Agricultural commodities are among the oldest and most important traded goods in the world — the raw materials of the food we eat and many of the products we use. They're also a significant asset class in financial markets. This guide explains what agricultural commodities are, the main types, what drives their prices, and why they matter in finance — in plain language. It's a relevant topic in commodities and markets, connecting to ideas like backwardation and contango and other commodities.

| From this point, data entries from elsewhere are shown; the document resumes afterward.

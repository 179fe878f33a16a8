//! Entity Definitions
//!
//! Ships, mines, cannonballs and rum barrels. All are plain owned values so
//! cloning a [`World`](crate::game::world::World) yields a fully independent
//! snapshot.

use std::fmt;
use serde::{Serialize, Deserialize};

use crate::core::hash::StateHasher;
use crate::core::hex::{distance, inside_map, opposite, Coord};
use crate::core::rules::{INITIAL_SHIP_HEALTH, MAX_SHIP_HEALTH, MAX_SHIP_SPEED};
use crate::game::action::Action;

// =============================================================================
// SIDE
// =============================================================================

/// Which fleet a ship belongs to.
#[derive(Clone, Copy, Debug, PartialEq, Eq, PartialOrd, Ord, Hash, Serialize, Deserialize)]
#[repr(u8)]
pub enum Side {
    /// The fleet the caller plays (`my_ships`)
    Ally = 1,
    /// The opposing fleet (`enemy_ships`)
    Enemy = 0,
}

impl Side {
    /// The other fleet.
    pub fn opponent(self) -> Self {
        match self {
            Side::Ally => Side::Enemy,
            Side::Enemy => Side::Ally,
        }
    }

    /// Get string name.
    pub fn as_str(self) -> &'static str {
        match self {
            Side::Ally => "ally",
            Side::Enemy => "enemy",
        }
    }
}

impl fmt::Display for Side {
    fn fmt(&self, f: &mut fmt::Formatter<'_>) -> fmt::Result {
        f.write_str(self.as_str())
    }
}

// =============================================================================
// HULL
// =============================================================================

/// The three cells a ship covers: center, bow and stern.
///
/// Used both for a ship's committed footprint and for the staged footprints
/// the movement and rotation steps propose.
#[derive(Clone, Copy, Debug, PartialEq, Eq, Hash)]
pub struct Hull {
    /// Center cell
    pub pos: Coord,
    /// Cell ahead of the center
    pub bow: Coord,
    /// Cell behind the center
    pub stern: Coord,
}

impl Hull {
    /// Footprint of a ship centered on `pos` heading `orientation`.
    #[inline]
    pub fn new(pos: Coord, orientation: u8) -> Self {
        Self {
            pos,
            bow: pos.neighbor(orientation),
            stern: pos.neighbor(opposite(orientation)),
        }
    }

    /// All covered cells.
    #[inline]
    pub fn cells(&self) -> [Coord; 3] {
        [self.pos, self.bow, self.stern]
    }

    /// Check if any covered cell is `coord`.
    #[inline]
    pub fn contains(&self, coord: Coord) -> bool {
        self.pos == coord || self.bow == coord || self.stern == coord
    }

    /// Check if this hull's bow lands on any cell of `other`.
    ///
    /// Only the bow is tested; movement collisions are bow-first.
    #[inline]
    pub fn bow_hits(&self, other: &Hull) -> bool {
        other.contains(self.bow)
    }

    /// Check if any cell of this hull coincides with any cell of `other`.
    #[inline]
    pub fn overlaps(&self, other: &Hull) -> bool {
        self.cells().iter().any(|c| other.contains(*c))
    }

    /// Check if every covered cell is on the map.
    #[inline]
    pub fn is_inside_map(&self) -> bool {
        self.cells().iter().all(|c| inside_map(*c))
    }

    /// Check if any covered cell is within `range` of `coord`.
    #[inline]
    pub fn is_within(&self, coord: Coord, range: i32) -> bool {
        self.cells().iter().any(|c| distance(*c, coord) <= range)
    }
}

// =============================================================================
// SHIP
// =============================================================================

/// State of a single ship.
#[derive(Clone, Debug, PartialEq, Eq, Serialize, Deserialize)]
pub struct Ship {
    /// Entity id from the snapshot
    pub id: u32,

    /// Center cell
    pub pos: Coord,

    /// Heading (0..5)
    pub orientation: u8,

    /// Cells per turn (0..=MAX_SHIP_SPEED)
    pub speed: u8,

    /// Rum on board (0..=MAX_SHIP_HEALTH)
    pub health: u32,

    /// Owning fleet
    pub owner: Side,

    /// Pending action for this turn
    pub action: Action,

    /// Fire target (set together with `Action::Fire`)
    pub target: Option<Coord>,

    /// Turns until another mine can be laid
    pub mine_cooldown: u8,

    /// Turns until the cannon is ready
    pub cannon_cooldown: u8,

    /// Health after attrition at the start of the current turn
    pub initial_health: u32,

    /// Heading staged by PORT/STARBOARD, committed by rotation
    pub new_orientation: u8,
}

impl Ship {
    /// Create a ship at rest with full health.
    pub fn new(id: u32, pos: Coord, orientation: u8, owner: Side) -> Self {
        let orientation = orientation % 6;
        Self {
            id,
            pos,
            orientation,
            speed: 0,
            health: INITIAL_SHIP_HEALTH,
            owner,
            action: Action::Wait,
            target: None,
            mine_cooldown: 0,
            cannon_cooldown: 0,
            initial_health: INITIAL_SHIP_HEALTH,
            new_orientation: orientation,
        }
    }

    /// Set speed (clamped to the legal range).
    pub fn with_speed(mut self, speed: u8) -> Self {
        self.speed = speed.min(MAX_SHIP_SPEED);
        self
    }

    /// Set health (clamped to the legal range).
    pub fn with_health(mut self, health: u32) -> Self {
        self.health = health.min(MAX_SHIP_HEALTH);
        self.initial_health = self.health;
        self
    }

    /// Set cooldown counters.
    pub fn with_cooldowns(mut self, mine_cooldown: u8, cannon_cooldown: u8) -> Self {
        self.mine_cooldown = mine_cooldown;
        self.cannon_cooldown = cannon_cooldown;
        self
    }

    /// Cell ahead of the center.
    #[inline]
    pub fn bow(&self) -> Coord {
        self.pos.neighbor(self.orientation)
    }

    /// Cell behind the center.
    #[inline]
    pub fn stern(&self) -> Coord {
        self.pos.neighbor(opposite(self.orientation))
    }

    /// Current footprint.
    #[inline]
    pub fn hull(&self) -> Hull {
        Hull::new(self.pos, self.orientation)
    }

    /// Check if the ship covers `coord`.
    #[inline]
    pub fn at(&self, coord: Coord) -> bool {
        self.hull().contains(coord)
    }

    /// Remove rum, never below zero.
    #[inline]
    pub fn damage(&mut self, amount: u32) {
        self.health = self.health.saturating_sub(amount);
    }

    /// Add rum, capped at MAX_SHIP_HEALTH.
    #[inline]
    pub fn heal(&mut self, amount: u32) {
        self.health = self.health.saturating_add(amount).min(MAX_SHIP_HEALTH);
    }

    /// Check if the ship has run out of rum.
    #[inline]
    pub fn is_sunk(&self) -> bool {
        self.health == 0
    }

    /// Hash the persistent part of this ship.
    ///
    /// Pending orders and per-turn scratch fields are left out.
    pub fn hash_into(&self, hasher: &mut StateHasher) {
        hasher.update_u32(self.id);
        hasher.update_coord(self.pos);
        hasher.update_u8(self.orientation);
        hasher.update_u8(self.speed);
        hasher.update_u32(self.health);
        hasher.update_u8(self.owner as u8);
        hasher.update_u8(self.mine_cooldown);
        hasher.update_u8(self.cannon_cooldown);
    }
}

// =============================================================================
// MINE / CANNONBALL / BARREL
// =============================================================================

/// A mine floating on a cell.
#[derive(Clone, Copy, Debug, PartialEq, Eq, Hash, Serialize, Deserialize)]
pub struct Mine {
    /// Cell
    pub pos: Coord,
}

impl Mine {
    /// Create a mine.
    pub const fn new(pos: Coord) -> Self {
        Self { pos }
    }
}

/// A cannonball in flight toward its target cell.
#[derive(Clone, Copy, Debug, PartialEq, Eq, Hash, Serialize, Deserialize)]
pub struct CannonBall {
    /// Target cell
    pub pos: Coord,
    /// Turns until impact
    pub remaining_turns: u32,
}

impl CannonBall {
    /// Create a cannonball.
    pub const fn new(pos: Coord, remaining_turns: u32) -> Self {
        Self { pos, remaining_turns }
    }
}

/// A rum barrel that heals the ship picking it up.
#[derive(Clone, Copy, Debug, PartialEq, Eq, Hash, Serialize, Deserialize)]
pub struct RumBarrel {
    /// Cell
    pub pos: Coord,
    /// Rum inside
    pub value: u32,
}

impl RumBarrel {
    /// Create a barrel.
    pub const fn new(pos: Coord, value: u32) -> Self {
        Self { pos, value }
    }
}

// =============================================================================
// TESTS
// =============================================================================

#[cfg(test)]
mod tests {
    use super::*;

    #[test]
    fn test_bow_and_stern() {
        let ship = Ship::new(0, Coord::new(5, 5), 0, Side::Ally);
        assert_eq!(ship.bow(), Coord::new(6, 5));
        assert_eq!(ship.stern(), Coord::new(4, 5));

        let ship = Ship::new(0, Coord::new(5, 5), 1, Side::Ally);
        assert_eq!(ship.bow(), Coord::new(6, 4));
        assert_eq!(ship.stern(), Coord::new(5, 6));
    }

    #[test]
    fn test_constructor_clamps() {
        let ship = Ship::new(0, Coord::new(5, 5), 7, Side::Enemy)
            .with_speed(9)
            .with_health(250);
        assert_eq!(ship.orientation, 1);
        assert_eq!(ship.speed, MAX_SHIP_SPEED);
        assert_eq!(ship.health, MAX_SHIP_HEALTH);
    }

    #[test]
    fn test_damage_and_heal_clamp() {
        let mut ship = Ship::new(0, Coord::new(5, 5), 0, Side::Ally).with_health(10);
        ship.damage(25);
        assert_eq!(ship.health, 0);
        assert!(ship.is_sunk());

        ship.heal(80);
        ship.heal(15);
        assert_eq!(ship.health, 95);
        ship.heal(20);
        assert_eq!(ship.health, MAX_SHIP_HEALTH);
    }

    #[test]
    fn test_hull_checks() {
        let a = Hull::new(Coord::new(5, 5), 0);
        let b = Hull::new(Coord::new(8, 5), 3);
        // b's stern is (9, 5), bow (7, 5); a's bow is (6, 5)
        assert!(!a.overlaps(&b));
        assert!(!a.bow_hits(&b));

        let c = Hull::new(Coord::new(7, 5), 3);
        // c's bow is (6, 5), a's bow too
        assert!(a.bow_hits(&c));
        assert!(a.overlaps(&c));
        assert!(c.overlaps(&a));
    }

    #[test]
    fn test_hull_bounds_and_range() {
        let edge = Hull::new(Coord::new(22, 4), 0);
        assert!(!edge.is_inside_map());
        let inside = Hull::new(Coord::new(21, 4), 0);
        assert!(inside.is_inside_map());

        assert!(inside.is_within(Coord::new(23, 4), 1));
        assert!(!inside.is_within(Coord::new(17, 4), 1));
    }
}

What are agricultural commodities?

Agricultural commodities (often called "soft" commodities, as opposed to "hard" commodities like metals and oil) are raw products grown or farmed rather than mined. They're typically standardised, interchangeable goods that can be traded in bulk on commodity markets. Because they feed into the global food supply and many industries, they're traded in enormous volumes worldwide — both physically, by producers, processors and consumers, and financially, through futures contracts that allow these participants to hedge price risk and let traders speculate.

The main types

Agricultural commodities span a wide range, usually grouped into categories such as:

  • Grains and cereals — wheat, corn (maize), rice, soybeans and oats, which are staples of the global food supply.
  • Soft commodities — products like coffee, cocoa, sugar and cotton.
  • Livestock — cattle and hogs (pork), traded as the basis of meat production.
  • Other agricultural products such as edible oils and dairy.

Each market has its own dynamics, but all share the basic characteristic of being essential, widely traded raw materials.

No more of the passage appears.